We have $(1,0)=\mathbf{e}_1=(\mathbf{b}_1+\mathbf{b}_2)/2$. So

\begin{align} A^k\mathbf{e}_1=A^k(\mathbf{b}_1+\mathbf{b}_2)/2=A^k\mathbf{b}_1/2+A^k\mathbf{b_2}/2 \end{align}

Now we use the fact that $\mathbf{b}_1$ and $\mathbf{b}_2$ are eigenvectors, hence

$$A^k\mathbf{b}_1=(a+bi)^k\mathbf{b}_1$$

$$A^k\mathbf{b}_2=(a-bi)^k\mathbf{b}_2$$

Now using the fact that

$$\mathbf{b}_1=\mathbf{e}_1-i\mathbf{e}_2$$ $$\mathbf{b}_2=\mathbf{e}_1+i\mathbf{e}_2$$

we arrive at the equation in question:

$$A^k\mathbf{e}_1=((a+bi)^k+(a-bi)^k)/2\mathbf{e}_1-i((a+bi)^k-(a-bi)^k).(0,1)^T/2\mathbf{e}_2$$

We rewrite this as

$$A^k\mathbf{e}_1=c_1\mathbf{e}_1+ic_2\mathbf{e}_2,$$

where $c_1$ and $c_2$ are complex numbers.
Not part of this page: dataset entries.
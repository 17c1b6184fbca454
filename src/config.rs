//! Server configuration for the relay and static file servers.

use std::path::PathBuf;

use serde::{Deserialize, Serialize};

/// Configuration for the relay server.
#[derive(Debug, Clone, Serialize, Deserialize)]
pub struct RelayConfig {
    /// Host to bind the relay to
    pub host: String,
    /// Port to bind the relay to
    pub port: u16,
    /// Directory where uploaded session logs are written
    pub logs_dir: PathBuf,
}

impl Default for RelayConfig {
    fn default() -> Self {
        Self {
            host: crate::DEFAULT_HOST.to_string(),
            port: crate::DEFAULT_RELAY_PORT,
            logs_dir: PathBuf::from("logs"),
        }
    }
}

impl RelayConfig {
    /// Create a new relay configuration with custom host and port.
    pub fn new(host: impl Into<String>, port: u16) -> Self {
        Self {
            host: host.into(),
            port,
            ..Default::default()
        }
    }

    /// Build from the `BRIDGE_HOST` and `BRIDGE_PORT` environment variables,
    /// falling back to defaults for anything unset or unparseable.
    pub fn from_env() -> Self {
        let defaults = Self::default();
        Self {
            host: std::env::var("BRIDGE_HOST").unwrap_or(defaults.host),
            port: std::env::var("BRIDGE_PORT")
                .ok()
                .and_then(|p| p.parse().ok())
                .unwrap_or(defaults.port),
            logs_dir: defaults.logs_dir,
        }
    }

    /// Set the host for the relay server.
    pub fn with_host(mut self, host: impl Into<String>) -> Self {
        self.host = host.into();
        self
    }

    /// Set the port for the relay server.
    pub fn with_port(mut self, port: u16) -> Self {
        self.port = port;
        self
    }

    /// Set the directory where uploaded session logs are written.
    pub fn with_logs_dir(mut self, dir: impl Into<PathBuf>) -> Self {
        self.logs_dir = dir.into();
        self
    }

    /// Get the full bind address.
    pub fn bind_address(&self) -> String {
        format!("{}:{}", self.host, self.port)
    }
}

/// Configuration for the static file server.
#[derive(Debug, Clone, Serialize, Deserialize)]
pub struct StaticConfig {
    /// Host to bind the server to
    pub host: String,
    /// Port to bind the server to
    pub port: u16,
    /// Directory that file paths are resolved against
    pub base_dir: PathBuf,
}

impl Default for StaticConfig {
    fn default() -> Self {
        Self {
            host: crate::DEFAULT_HOST.to_string(),
            port: crate::DEFAULT_STATIC_PORT,
            base_dir: PathBuf::from("."),
        }
    }
}

impl StaticConfig {
    /// Create a new static server configuration with custom host and port.
    pub fn new(host: impl Into<String>, port: u16) -> Self {
        Self {
            host: host.into(),
            port,
            ..Default::default()
        }
    }

    /// Build from the `STATIC_HOST` and `STATIC_PORT` environment variables,
    /// falling back to defaults for anything unset or unparseable.
    pub fn from_env() -> Self {
        let defaults = Self::default();
        Self {
            host: std::env::var("STATIC_HOST").unwrap_or(defaults.host),
            port: std::env::var("STATIC_PORT")
                .ok()
                .and_then(|p| p.parse().ok())
                .unwrap_or(defaults.port),
            base_dir: defaults.base_dir,
        }
    }

    /// Set the host for the static server.
    pub fn with_host(mut self, host: impl Into<String>) -> Self {
        self.host = host.into();
        self
    }

    /// Set the port for the static server.
    pub fn with_port(mut self, port: u16) -> Self {
        self.port = port;
        self
    }

    /// Set the directory that file paths are resolved against.
    pub fn with_base_dir(mut self, dir: impl Into<PathBuf>) -> Self {
        self.base_dir = dir.into();
        self
    }

    /// Get the full bind address.
    pub fn bind_address(&self) -> String {
        format!("{}:{}", self.host, self.port)
    }
}

#[cfg(test)]
mod tests {
    use super::*;

    #[test]
    fn relay_defaults_and_builders() {
        let config = RelayConfig::default();
        assert_eq!(config.bind_address(), "127.0.0.1:8123");

        let config = RelayConfig::new("0.0.0.0", 9000).with_logs_dir("/tmp/logs");
        assert_eq!(config.bind_address(), "0.0.0.0:9000");
        assert_eq!(config.logs_dir, PathBuf::from("/tmp/logs"));
    }

    #[test]
    fn static_defaults_and_builders() {
        let config = StaticConfig::default();
        assert_eq!(config.bind_address(), "127.0.0.1:8000");

        let config = StaticConfig::default().with_port(8080).with_base_dir("site");
        assert_eq!(config.bind_address(), "127.0.0.1:8080");
        assert_eq!(config.base_dir, PathBuf::from("site"));
    }
}
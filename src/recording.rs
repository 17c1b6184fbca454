//! Session recording: sampling view-model changes into a log.

use std::path::PathBuf;

use async_trait::async_trait;
use chrono::{DateTime, Utc};
use tokio::time::Instant;
use tracing::{debug, info};

use crate::domain::{LogEntry, SessionLog};
use crate::error::{MeterError, Result};

/// Accumulates a session log while armed. One entry is appended per view
/// model change notification, stamped with elapsed milliseconds since the
/// recording started. Nulls are preserved as-is.
pub struct RecordingEngine {
    session: Option<SessionLog>,
    started: Option<Instant>,
}

/// A projection of the recorder state for status displays.
#[derive(Debug, Clone, PartialEq)]
pub struct RecordingStatus {
    pub is_recording: bool,
    pub entry_count: usize,
    pub started_at: Option<DateTime<Utc>>,
}

impl Default for RecordingEngine {
    fn default() -> Self {
        Self::new()
    }
}

impl RecordingEngine {
    pub fn new() -> Self {
        Self {
            session: None,
            started: None,
        }
    }

    /// Arm the recorder. A previous unfinished session is discarded.
    pub fn start(&mut self, name: impl Into<String>) {
        self.session = Some(SessionLog::new(name));
        self.started = Some(Instant::now());
        info!("recording started");
    }

    pub fn is_recording(&self) -> bool {
        self.session.is_some()
    }

    /// Append one entry from the current normalized values. No-op while idle.
    pub fn record(&mut self, values: &[Option<f64>]) {
        let (Some(session), Some(started)) = (self.session.as_mut(), self.started) else {
            return;
        };
        let elapsed = started.elapsed().as_millis() as u64;
        session.add_entry(LogEntry::new(elapsed, values));
    }

    /// Disarm and finalize. Returns the finished, immutable session, or
    /// `None` when nothing was being recorded.
    pub fn stop(&mut self) -> Option<SessionLog> {
        self.started = None;
        let mut session = self.session.take()?;
        session.finish();
        info!(entries = session.entries.len(), "recording stopped");
        Some(session)
    }

    pub fn status(&self) -> RecordingStatus {
        RecordingStatus {
            is_recording: self.session.is_some(),
            entry_count: self.session.as_ref().map_or(0, |s| s.entries.len()),
            started_at: self.session.as_ref().map(|s| s.started_at),
        }
    }
}

/// Persistence collaborator for finished sessions. File writing and filename
/// formatting live here, not in the recorder.
#[async_trait]
pub trait LogSink: Send + Sync {
    /// Persist a session, returning the filename actually used.
    async fn save(&self, session: &SessionLog, filename: Option<&str>) -> Result<String>;
}

/// Writes sessions as flat-record JSON files into a directory.
pub struct FileLogSink {
    dir: PathBuf,
}

impl FileLogSink {
    pub fn new(dir: impl Into<PathBuf>) -> Self {
        Self { dir: dir.into() }
    }
}

#[async_trait]
impl LogSink for FileLogSink {
    async fn save(&self, session: &SessionLog, filename: Option<&str>) -> Result<String> {
        let filename = filename
            .map(str::to_string)
            .unwrap_or_else(|| default_filename(session));
        let body = serde_json::json!({
            "name": session.name,
            "records": session.to_records(),
        });
        let text = serde_json::to_string_pretty(&body)
            .map_err(|e| MeterError::storage_error(e.to_string()))?;
        tokio::fs::create_dir_all(&self.dir).await?;
        tokio::fs::write(self.dir.join(&filename), text).await?;
        info!(%filename, "session log written");
        Ok(filename)
    }
}

/// Posts sessions to the relay's save-log endpoint as a best-effort backup.
pub struct HttpLogSink {
    endpoint: String,
    client: reqwest::Client,
}

impl HttpLogSink {
    pub fn new(endpoint: impl Into<String>) -> Self {
        Self {
            endpoint: endpoint.into(),
            client: reqwest::Client::new(),
        }
    }
}

#[async_trait]
impl LogSink for HttpLogSink {
    async fn save(&self, session: &SessionLog, filename: Option<&str>) -> Result<String> {
        let filename = filename
            .map(str::to_string)
            .unwrap_or_else(|| default_filename(session));
        let body = serde_json::json!({
            "records": session.to_records(),
            "filename": filename,
        });
        let response = self
            .client
            .post(&self.endpoint)
            .json(&body)
            .send()
            .await
            .map_err(|e| MeterError::network_error(e.to_string()))?;
        if !response.status().is_success() {
            return Err(MeterError::network_error(format!(
                "save-log returned {}",
                response.status()
            )));
        }
        debug!(%filename, "session log backed up to relay");
        Ok(filename)
    }
}

fn default_filename(session: &SessionLog) -> String {
    format!(
        "meter-log-{}.json",
        session.started_at.format("%Y-%m-%dT%H-%M-%S")
    )
}
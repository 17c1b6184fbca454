//! Time-stamped multi-device snapshots for recording and replay.

use chrono::{DateTime, Utc};
use serde::{Deserialize, Serialize};
use serde_json::Value;
use uuid::Uuid;

use super::DEVICE_SLOTS;
use crate::error::{MeterError, Result};

/// One multi-device snapshot at a timestamp relative to the session start.
///
/// Values outside `[0, 100]` are clamped on construction and arrays shorter
/// than six slots are padded with `None`.
#[derive(Debug, Clone, PartialEq, Serialize, Deserialize)]
#[serde(rename_all = "camelCase")]
pub struct LogEntry {
    pub timestamp: u64,
    pub normalized_values: Vec<Option<f64>>,
}

impl LogEntry {
    pub fn new(timestamp: u64, values: &[Option<f64>]) -> Self {
        let mut normalized: Vec<Option<f64>> = values
            .iter()
            .take(DEVICE_SLOTS)
            .map(|v| v.filter(|x| !x.is_nan()).map(|x| x.clamp(0.0, 100.0)))
            .collect();
        normalized.resize(DEVICE_SLOTS, None);
        Self {
            timestamp,
            normalized_values: normalized,
        }
    }
}

/// A flat `{id, value, ts}` record, the on-disk interchange format.
#[derive(Debug, Clone, PartialEq, Serialize, Deserialize)]
pub struct LogRecord {
    pub id: u8,
    pub value: f64,
    pub ts: u64,
}

/// A recorded session: created at recording start, appended to in arrival
/// order, finalized once and immutable afterwards.
#[derive(Debug, Clone, Serialize, Deserialize)]
#[serde(rename_all = "camelCase")]
pub struct SessionLog {
    pub id: String,
    pub name: String,
    pub started_at: DateTime<Utc>,
    pub ended_at: Option<DateTime<Utc>>,
    pub entries: Vec<LogEntry>,
}

impl SessionLog {
    pub fn new(name: impl Into<String>) -> Self {
        Self {
            id: Uuid::new_v4().to_string(),
            name: name.into(),
            started_at: Utc::now(),
            ended_at: None,
            entries: Vec::new(),
        }
    }

    pub fn add_entry(&mut self, entry: LogEntry) {
        self.entries.push(entry);
    }

    /// Finalize the session. Further entries are a caller bug; the recording
    /// engine drops its handle after calling this.
    pub fn finish(&mut self) {
        self.ended_at = Some(Utc::now());
    }

    /// Flatten to interchange records, skipping empty slots and rounding
    /// values to whole percents.
    pub fn to_records(&self) -> Vec<LogRecord> {
        let mut records = Vec::new();
        for entry in &self.entries {
            for (idx, value) in entry.normalized_values.iter().enumerate() {
                if let Some(v) = value {
                    records.push(LogRecord {
                        id: (idx + 1) as u8,
                        value: v.round().clamp(0.0, 100.0),
                        ts: entry.timestamp,
                    });
                }
            }
        }
        records
    }
}

/// Parse a log file in any of the accepted shapes:
/// a flat array of `{id, value, ts}` records, `{"records": [...]}`, or
/// pre-shaped `{"entries": [{timestamp, normalizedValues}]}`.
///
/// Flat records are grouped by timestamp, sorted ascending, re-based so the
/// first timestamp is zero, and each device's last known value is carried
/// forward across timestamps it is not mentioned at. Devices never mentioned
/// stay null throughout. Individually malformed records are dropped.
pub fn parse_log(text: &str) -> Result<Vec<LogEntry>> {
    let raw: Value = serde_json::from_str(text)
        .map_err(|e| MeterError::parse_error(format!("invalid log JSON: {e}")))?;

    if let Some(records) = raw.as_array() {
        return Ok(entries_from_records(records));
    }
    if let Some(records) = raw.get("records").and_then(Value::as_array) {
        return Ok(entries_from_records(records));
    }
    if let Some(entries) = raw.get("entries").and_then(Value::as_array) {
        let parsed = entries
            .iter()
            .filter_map(|e| serde_json::from_value::<LogEntry>(e.clone()).ok())
            .map(|e| LogEntry::new(e.timestamp, &e.normalized_values))
            .collect();
        return Ok(parsed);
    }
    Err(MeterError::parse_error("unrecognized log format"))
}

fn entries_from_records(records: &[Value]) -> Vec<LogEntry> {
    let mut by_ts: std::collections::BTreeMap<u64, Vec<Option<f64>>> =
        std::collections::BTreeMap::new();
    for record in records {
        let (Some(id), Some(value), Some(ts)) = (
            record.get("id").and_then(Value::as_i64),
            record.get("value").and_then(Value::as_f64),
            record.get("ts").and_then(Value::as_u64),
        ) else {
            continue;
        };
        if !(1..=DEVICE_SLOTS as i64).contains(&id) || !value.is_finite() {
            continue;
        }
        let slot = by_ts.entry(ts).or_insert_with(|| vec![None; DEVICE_SLOTS]);
        slot[(id - 1) as usize] = Some(value.clamp(0.0, 100.0));
    }

    let first_ts = by_ts.keys().next().copied().unwrap_or(0);
    let mut carried: Vec<Option<f64>> = vec![None; DEVICE_SLOTS];
    by_ts
        .into_iter()
        .map(|(ts, values)| {
            for (idx, value) in values.into_iter().enumerate() {
                if value.is_some() {
                    carried[idx] = value;
                }
            }
            LogEntry::new(ts - first_ts, &carried)
        })
        .collect()
}

#[cfg(test)]
mod tests {
    use super::*;

    #[test]
    fn entry_clamps_and_pads() {
        let entry = LogEntry::new(10, &[Some(130.0), Some(-5.0), None]);
        assert_eq!(entry.normalized_values.len(), DEVICE_SLOTS);
        assert_eq!(entry.normalized_values[0], Some(100.0));
        assert_eq!(entry.normalized_values[1], Some(0.0));
        assert_eq!(entry.normalized_values[2], None);
        assert_eq!(entry.normalized_values[5], None);
    }

    #[test]
    fn parse_flat_records_carries_forward_and_rebases() {
        let text = r#"[
            {"id": 1, "value": 10, "ts": 1000},
            {"id": 2, "value": 40, "ts": 1000},
            {"id": 1, "value": 60, "ts": 1400}
        ]"#;
        let entries = parse_log(text).unwrap();
        assert_eq!(entries.len(), 2);
        assert_eq!(entries[0].timestamp, 0);
        assert_eq!(entries[1].timestamp, 400);
        // Device 2 is not mentioned at ts=1400 but its value carries forward.
        assert_eq!(entries[1].normalized_values[0], Some(60.0));
        assert_eq!(entries[1].normalized_values[1], Some(40.0));
        // Devices never mentioned stay null throughout.
        assert_eq!(entries[0].normalized_values[3], None);
        assert_eq!(entries[1].normalized_values[3], None);
    }

    #[test]
    fn parse_wrapped_and_shaped_formats() {
        let wrapped = r#"{"records": [{"id": 3, "value": 55, "ts": 0}]}"#;
        let entries = parse_log(wrapped).unwrap();
        assert_eq!(entries[0].normalized_values[2], Some(55.0));

        let shaped = r#"{"entries": [
            {"timestamp": 0, "normalizedValues": [25, null, null, null, null, null]}
        ]}"#;
        let entries = parse_log(shaped).unwrap();
        assert_eq!(entries[0].normalized_values[0], Some(25.0));
    }

    #[test]
    fn parse_drops_malformed_records_silently() {
        let text = r#"[
            {"id": 1, "value": 50, "ts": 0},
            {"id": "broken"},
            {"id": 99, "value": 50, "ts": 0},
            {"value": 20, "ts": 100}
        ]"#;
        let entries = parse_log(text).unwrap();
        assert_eq!(entries.len(), 1);
        assert_eq!(entries[0].normalized_values[0], Some(50.0));
    }

    #[test]
    fn parse_rejects_bad_json_and_unknown_shape() {
        assert!(parse_log("not json").is_err());
        assert!(parse_log(r#"{"values": [1, 2, 3]}"#).is_err());
    }

    #[test]
    fn session_records_skip_nulls_and_round() {
        let mut session = SessionLog::new("test");
        session.add_entry(LogEntry::new(0, &[Some(10.4), None, Some(99.6)]));
        session.finish();
        assert!(session.ended_at.is_some());

        let records = session.to_records();
        assert_eq!(records.len(), 2);
        assert_eq!(records[0], LogRecord { id: 1, value: 10.0, ts: 0 });
        assert_eq!(records[1], LogRecord { id: 3, value: 100.0, ts: 0 });
    }
}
The vector on the left hand side is real, so the vector on the right-hand side should be real too. The complex vector $\mathbf{c}$ is real if

$$\mathbf{c}=Re (\mathbf{c})$$

So the following must hold

\begin{align} c_1\mathbf{e}_1+ic_2\mathbf{e}_2&=Re(c_1\mathbf{e}_1+ic_2\mathbf{e}_2)\\ &=Re(c_1)\mathbf{e_1}+Re(ic_2)\mathbf{e_2}\\ &=Re(c_1)\mathbf{e_1}-Im(c_2)\mathbf{e_2} \end{align}

and we arrive at the required result.

Update Actually we do not, since I missed the last step. @Dennis provides the ending in its answer. His answer contains the essential trick, my answer just gives the context to the question, i.e. what is the matrix $A$, etc.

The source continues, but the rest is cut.